Lesch–Nyhan Syndrome

Abstract Lesch–Nyhan syndrome is a dramatic X‐linked disease caused by deficient activity of the purine‐salvage enzyme hypoxanthine–guanine phosphoribosyltransferase (HPRT), leading to hyperuricemia and all of its clinical consequences. These manifestations, which the disease shares with gout, include hematuria, renal calculi, renal failure resulting from urate deposition in the parenchyma of the kidney, acute very painful arthritis, and tophaceous deposits in the cartilage of joints and the ears. The disease also includes a neurologic syndrome in which dystonia and its involuntary movements are associated with spasticity, making most patients wheelchair bound.

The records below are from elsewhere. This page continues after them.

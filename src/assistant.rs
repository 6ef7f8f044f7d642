//! The interactive phone book assistant.
//!
//! [`Assistant`] owns the address book and runs the dispatch loop: read a
//! command, collect the inputs it declares, run its handler, print the result.

use crate::commands::{CommandArgs, CommandContext, CommandOutcome, CommandRegistry, CommandSpec};
use crate::console::Console;
use crate::error::AssistantResult;
use crate::messages;
use crate::models::AddressBook;
use tracing::{debug, info, warn};

/// A single assistant session.
pub struct Assistant {
    address_book: AddressBook,
    registry: CommandRegistry,
}

impl Assistant {
    pub fn new() -> Self {
        Self {
            address_book: AddressBook::new(),
            registry: CommandRegistry::standard(),
        }
    }

    pub fn address_book(&self) -> &AddressBook {
        &self.address_book
    }

    pub fn registry(&self) -> &CommandRegistry {
        &self.registry
    }

    /// Execute a command line with already collected inputs.
    ///
    /// Unknown commands yield the invalid-command text. Validation and lookup
    /// failures are translated to their fixed messages; other errors are
    /// returned.
    pub fn execute(&mut self, command: &str, args: &CommandArgs) -> AssistantResult<CommandOutcome> {
        match self.registry.resolve(command) {
            Some(spec) => self.dispatch(spec, args),
            None => Ok(CommandOutcome::Continue(messages::INVALID_COMMAND.to_string())),
        }
    }

    /// Run the handler of `spec`, translating recoverable errors.
    fn dispatch(&mut self, spec: &CommandSpec, args: &CommandArgs) -> AssistantResult<CommandOutcome> {
        debug!(command = spec.name, "Dispatching command");

        let mut ctx = CommandContext {
            book: &mut self.address_book,
            registry: &self.registry,
        };

        match (spec.handler)(&mut ctx, args) {
            Ok(outcome) => Ok(outcome),
            Err(err) => match err.user_message() {
                Some(message) => {
                    warn!(command = spec.name, error = %err, "Command failed");
                    Ok(CommandOutcome::Continue(message.to_string()))
                }
                None => Err(err),
            },
        }
    }

    /// Run the read-dispatch-print loop until `exit` or end of input.
    ///
    /// # Errors
    ///
    /// Returns `AssistantError::Io` if the console fails.
    pub fn run<C: Console>(&mut self, console: &mut C) -> AssistantResult<()> {
        info!("Assistant session started");

        loop {
            let Some(line) = console.read_line(messages::COMMAND_PROMPT)? else {
                info!("End of input, closing session");
                break;
            };

            let Some(spec) = self.registry.resolve(&line) else {
                debug!(input = %line.trim(), "Unknown command");
                console.write_line(messages::INVALID_COMMAND)?;
                continue;
            };

            let Some(args) = Self::collect_inputs(spec, console)? else {
                info!(command = spec.name, "End of input while collecting inputs");
                break;
            };

            let outcome = self.dispatch(spec, &args)?;
            console.write_line(outcome.message())?;

            if outcome.is_terminal() {
                break;
            }
        }

        info!(contacts = self.address_book.len(), "Assistant session finished");
        Ok(())
    }

    /// Ask every prompt of `spec` in order. `None` means input ended early.
    fn collect_inputs<C: Console>(
        spec: &CommandSpec,
        console: &mut C,
    ) -> AssistantResult<Option<CommandArgs>> {
        let mut args = CommandArgs::new();
        for prompt in spec.prompts {
            match console.read_line(&prompt.render(&args))? {
                Some(value) => args.set(prompt.kind, value),
                None => return Ok(None),
            }
        }
        Ok(Some(args))
    }
}

impl Default for Assistant {
    fn default() -> Self {
        Self::new()
    }
}
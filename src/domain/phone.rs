//! PhoneNumber value object and the phone shape validator.

use super::errors::ValidationError;
use once_cell::sync::Lazy;
use regex::Regex;
use std::fmt;

/// Optional `+`, optional 2-digit country code, 3-digit area code (parentheses
/// optional), then 7-10 digits, hyphens or spaces.
static PHONE_REGEX: Lazy<Regex> = Lazy::new(|| {
    Regex::new(r"^\+?(\d{2})?\(?\d{3}\)?[\d\-\s]{7,10}$")
        .expect("Failed to compile phone number regex")
});

/// Check that `raw` has the shape of a phone number.
///
/// This is a shape check only: no per-country length rules are applied.
///
/// # Errors
///
/// Returns `ValidationError::InvalidPhone` carrying the rejected input.
pub fn validate(raw: &str) -> Result<(), ValidationError> {
    if PHONE_REGEX.is_match(raw) {
        Ok(())
    } else {
        Err(ValidationError::InvalidPhone(raw.to_string()))
    }
}

/// A validated phone number.
///
/// A `PhoneNumber` can only be obtained through [`PhoneNumber::new`], so an
/// invalid value is never held.
///
/// # Example
///
/// ```
/// use phone_book_assistant::domain::PhoneNumber;
///
/// let phone = PhoneNumber::new("+380501234567").unwrap();
/// assert_eq!(phone.as_str(), "+380501234567");
/// ```
#[derive(Debug, Clone, PartialEq, Eq, Hash)]
pub struct PhoneNumber(String);

impl PhoneNumber {
    /// Create a new PhoneNumber, validating the format.
    ///
    /// # Errors
    ///
    /// Returns `ValidationError::InvalidPhone` if the phone format is invalid.
    pub fn new(phone: impl Into<String>) -> Result<Self, ValidationError> {
        let phone = phone.into();
        validate(&phone)?;
        Ok(Self(phone))
    }

    /// Get the phone number as a string slice.
    pub fn as_str(&self) -> &str {
        &self.0
    }

    /// Convert into the underlying String.
    pub fn into_inner(self) -> String {
        self.0
    }
}

impl fmt::Display for PhoneNumber {
    fn fmt(&self, f: &mut fmt::Formatter<'_>) -> fmt::Result {
        write!(f, "{}", self.0)
    }
}
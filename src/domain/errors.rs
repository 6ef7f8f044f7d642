//! Domain validation errors.

use std::fmt;

/// Errors that can occur while validating user-supplied contact data.
#[derive(Debug, Clone, PartialEq, Eq)]
pub enum ValidationError {
    /// The provided phone number does not have an accepted shape.
    InvalidPhone(String),

    /// The phone number is not stored on the record.
    PhoneNotFound(String),

    /// A required input was not supplied for the command.
    MissingInput(&'static str),
}

impl fmt::Display for ValidationError {
    fn fmt(&self, f: &mut fmt::Formatter<'_>) -> fmt::Result {
        match self {
            Self::InvalidPhone(phone) => write!(f, "Phone number {} is invalid", phone),
            Self::PhoneNotFound(phone) => write!(f, "Phone number {} is not on the record", phone),
            Self::MissingInput(field) => write!(f, "Missing required input: {}", field),
        }
    }
}

impl std::error::Error for ValidationError {}
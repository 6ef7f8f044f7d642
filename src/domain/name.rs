//! Name value object.

use std::fmt;

/// A contact name.
///
/// Names are stored exactly as entered. No emptiness check is applied, so an
/// empty line is a valid (if unhelpful) name.
#[derive(Debug, Clone, PartialEq, Eq, Hash)]
pub struct Name(String);

impl Name {
    pub fn new(name: impl Into<String>) -> Self {
        Self(name.into())
    }

    /// Get the name as a string slice.
    pub fn as_str(&self) -> &str {
        &self.0
    }

    /// Convert into the underlying String.
    pub fn into_inner(self) -> String {
        self.0
    }
}

impl fmt::Display for Name {
    fn fmt(&self, f: &mut fmt::Formatter<'_>) -> fmt::Result {
        write!(f, "{}", self.0)
    }
}
use axum::http::StatusCode;
use axum::response::{IntoResponse, Response};
use refsift_core::CoreError;
use refsift_ingest::IngestError;
use refsift_session::SessionError;
use thiserror::Error;

/// HTTP-facing error: the core's distinct error kinds mapped to user-facing
/// messages and status codes. User mistakes (wrong file, wrong column,
/// stale session) are 400s; everything else is a 500.
#[derive(Debug, Error)]
pub enum ApiError {
    #[error("{0}")]
    BadRequest(String),

    #[error("session expired")]
    SessionExpired,

    #[error("internal error: {0}")]
    Internal(String),
}

impl ApiError {
    fn status(&self) -> StatusCode {
        match self {
            Self::BadRequest(_) | Self::SessionExpired => StatusCode::BAD_REQUEST,
            Self::Internal(_) => StatusCode::INTERNAL_SERVER_ERROR,
        }
    }
}

impl IntoResponse for ApiError {
    fn into_response(self) -> Response {
        let status = self.status();
        if status.is_server_error() {
            tracing::error!(error = %self, "request failed");
        } else {
            tracing::debug!(error = %self, "rejected request");
        }
        (status, self.to_string()).into_response()
    }
}

impl From<IngestError> for ApiError {
    fn from(error: IngestError) -> Self {
        // All ingest failures are correctable by the user.
        Self::BadRequest(error.to_string())
    }
}

impl From<CoreError> for ApiError {
    fn from(error: CoreError) -> Self {
        Self::BadRequest(error.to_string())
    }
}

impl From<SessionError> for ApiError {
    fn from(error: SessionError) -> Self {
        match error {
            SessionError::InvalidSessionId { .. }
            | SessionError::UnknownSession { .. }
            | SessionError::ColumnsNotChosen { .. } => Self::SessionExpired,
            other => Self::Internal(other.to_string()),
        }
    }
}

impl From<refsift_output::OutputError> for ApiError {
    fn from(error: refsift_output::OutputError) -> Self {
        Self::Internal(error.to_string())
    }
}

impl From<tokio::task::JoinError> for ApiError {
    fn from(error: tokio::task::JoinError) -> Self {
        Self::Internal(format!("worker task failed: {error}"))
    }
}

impl From<axum::extract::multipart::MultipartError> for ApiError {
    fn from(error: axum::extract::multipart::MultipartError) -> Self {
        Self::BadRequest(format!("invalid upload: {error}"))
    }
}
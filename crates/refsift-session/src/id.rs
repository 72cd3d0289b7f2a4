use std::fmt;
use std::str::FromStr;

use uuid::Uuid;

use crate::SessionError;

/// Opaque identifier for one upload cycle.
#[derive(Debug, Clone, Copy, PartialEq, Eq, Hash, serde::Serialize, serde::Deserialize)]
#[serde(transparent)]
pub struct SessionId(Uuid);

impl SessionId {
    /// Generate a fresh random identifier.
    pub fn new() -> Self {
        Self(Uuid::new_v4())
    }
}

impl Default for SessionId {
    fn default() -> Self {
        Self::new()
    }
}

impl fmt::Display for SessionId {
    fn fmt(&self, f: &mut fmt::Formatter<'_>) -> fmt::Result {
        self.0.fmt(f)
    }
}

impl FromStr for SessionId {
    type Err = SessionError;

    fn from_str(value: &str) -> Result<Self, Self::Err> {
        Uuid::parse_str(value)
            .map(Self)
            .map_err(|_| SessionError::InvalidSessionId {
                value: value.to_string(),
            })
    }
}
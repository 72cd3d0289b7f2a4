//! Serialize-then-load round trips.

use proptest::prelude::*;
use refsift_ingest::{FileFormat, load};
use refsift_model::{CellValue, ColumnName, Table};
use refsift_output::to_csv_bytes;

fn table(columns: &[&str], rows: &[&[Option<&str>]]) -> Table {
    let columns = columns
        .iter()
        .map(|name| ColumnName::new(*name).unwrap())
        .collect();
    let mut table = Table::new(columns).unwrap();
    for row in rows {
        let cells = row
            .iter()
            .map(|cell| match cell {
                Some(text) => CellValue::Text((*text).to_string()),
                None => CellValue::Missing,
            })
            .collect();
        table.push_row(cells).unwrap();
    }
    table
}

#[test]
fn round_trips_plain_values() {
    let original = table(
        &["id", "name"],
        &[&[Some("1"), Some("Alice")], &[Some("2"), Some("Bob")]],
    );
    let bytes = to_csv_bytes(&original).unwrap();
    assert_eq!(load(&bytes, FileFormat::Csv).unwrap(), original);
}

#[test]
fn round_trips_missing_cells() {
    let original = table(
        &["id", "age"],
        &[&[Some("1"), None], &[None, Some("30")]],
    );
    let bytes = to_csv_bytes(&original).unwrap();
    assert_eq!(load(&bytes, FileFormat::Csv).unwrap(), original);
}

#[test]
fn round_trips_awkward_text() {
    let original = table(
        &["field"],
        &[
            &[Some(" leading and trailing ")],
            &[Some("comma, inside")],
            &[Some("quote \" inside")],
            &[Some("line\nbreak")],
        ],
    );
    let bytes = to_csv_bytes(&original).unwrap();
    assert_eq!(load(&bytes, FileFormat::Csv).unwrap(), original);
}

#[test]
fn empty_text_is_not_representable() {
    // An empty text cell serializes to an empty field, which re-loads as
    // Missing. That is the documented boundary of the round trip.
    let mut original = Table::new(vec![ColumnName::new("a").unwrap()]).unwrap();
    original
        .push_row(vec![CellValue::Text(String::new())])
        .unwrap();

    let bytes = to_csv_bytes(&original).unwrap();
    let reloaded = load(&bytes, FileFormat::Csv).unwrap();
    assert!(reloaded.rows()[0][0].is_missing());
}

fn table_strategy() -> impl Strategy<Value = Table> {
    proptest::sample::subsequence(vec!["id", "name", "age", "note"], 1..=4)
        .prop_flat_map(|names| {
            let width = names.len();
            // Nonempty text only: empty text reloads as Missing, which the
            // dedicated test above pins down.
            let rows = proptest::collection::vec(
                proptest::collection::vec(
                    proptest::option::of("[ a-zA-Z0-9,\"\n]{1,8}"),
                    width,
                ),
                0..10,
            );
            (Just(names), rows)
        })
        .prop_map(|(names, rows)| {
            let columns = names
                .iter()
                .map(|name| ColumnName::new(*name).unwrap())
                .collect();
            let mut table = Table::new(columns).unwrap();
            for row in rows {
                let cells = row
                    .into_iter()
                    .map(|value| match value {
                        Some(text) => CellValue::Text(text),
                        None => CellValue::Missing,
                    })
                    .collect();
                table.push_row(cells).unwrap();
            }
            table
        })
}

proptest! {
    /// Any table of nonempty text and Missing cells survives a serialize
    /// then reload unchanged, quoting included.
    #[test]
    fn round_trips_arbitrary_tables(original in table_strategy()) {
        let bytes = to_csv_bytes(&original).unwrap();
        prop_assert_eq!(load(&bytes, FileFormat::Csv).unwrap(), original);
    }
}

Behavioural manifestations, possibly the most memorable feature of the disease, include self‐injurious behaviour. This takes a spectrum of forms, the most drastic of which is biting which leads to loss of tissue. The activity of the enzyme is readily measured in red blood cells. In the classic syndrome the activity is zero. Key Concepts: Lesch–Nyhan disease was the first example of a stereotyped pattern of abnormal behaviour in which there was a fundamental molecular etiology, the absence of activity of an enzyme. The disease led to the development of the concept of behavioural phenotypes, and the coining of this phrase. The gene is located on the X chromosome, and its expression in disease is almost exclusively in males. Mutations in the gene represent the entire spectrum from missense and nonsense mutations to large deletions, and the rule in any family is for the mutation to be private. The discovery of allopurinol, which lowers uric acid concentrations by inhibiting xanthine oxidase, has changed the pattern of disease from one of death in early infancy to childhood; now there are adults with the disease. Successful treatment for neurologic and behavioural features of the disease has been elusive. The enzyme is active in every cell. This fact has permitted some control of the disease in a family by heterozygote detection and pre‐natal diagnosis. Heterozygote detection and pre‐natal diagnosis may be made by mutational analysis if mutation in the proband is known.